Task instructions
Everything from the line with "let bytes = client.send_file(&path, &name, true).await?;" through the end of the entries must be transcribed exactly; no other lines belong in the answer.

★ ★ ★ ★

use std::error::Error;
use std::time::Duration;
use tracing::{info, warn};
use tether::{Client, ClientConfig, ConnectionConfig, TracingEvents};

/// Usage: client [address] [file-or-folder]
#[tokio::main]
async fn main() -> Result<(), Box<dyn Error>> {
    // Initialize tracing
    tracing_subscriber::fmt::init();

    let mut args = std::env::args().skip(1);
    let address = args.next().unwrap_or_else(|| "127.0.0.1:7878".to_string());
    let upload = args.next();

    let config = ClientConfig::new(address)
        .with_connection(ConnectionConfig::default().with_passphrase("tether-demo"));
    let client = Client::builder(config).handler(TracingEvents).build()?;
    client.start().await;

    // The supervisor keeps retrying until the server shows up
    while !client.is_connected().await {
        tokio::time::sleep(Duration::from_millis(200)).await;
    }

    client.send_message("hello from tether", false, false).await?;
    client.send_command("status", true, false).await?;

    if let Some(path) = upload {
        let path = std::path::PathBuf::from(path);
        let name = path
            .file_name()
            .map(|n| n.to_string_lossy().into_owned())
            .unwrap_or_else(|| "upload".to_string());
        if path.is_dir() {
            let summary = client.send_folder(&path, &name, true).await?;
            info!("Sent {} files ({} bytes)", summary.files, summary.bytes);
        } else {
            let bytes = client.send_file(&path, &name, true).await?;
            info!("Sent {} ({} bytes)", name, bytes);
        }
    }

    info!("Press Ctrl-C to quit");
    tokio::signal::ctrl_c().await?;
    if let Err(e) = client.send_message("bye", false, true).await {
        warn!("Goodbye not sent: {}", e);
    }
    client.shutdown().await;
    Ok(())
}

★ ★ ★ ★

Response to this exercise
            let bytes = client.send_file(&path, &name, true).await?;
            info!("Sent {} ({} bytes)", name, bytes);
        }
    }

    info!("Press Ctrl-C to quit");
    tokio::signal::ctrl_c().await?;
    if let Err(e) = client.send_message("bye", false, true).await {
        warn!("Goodbye not sent: {}", e);
    }
    client.shutdown().await;
    Ok(())
}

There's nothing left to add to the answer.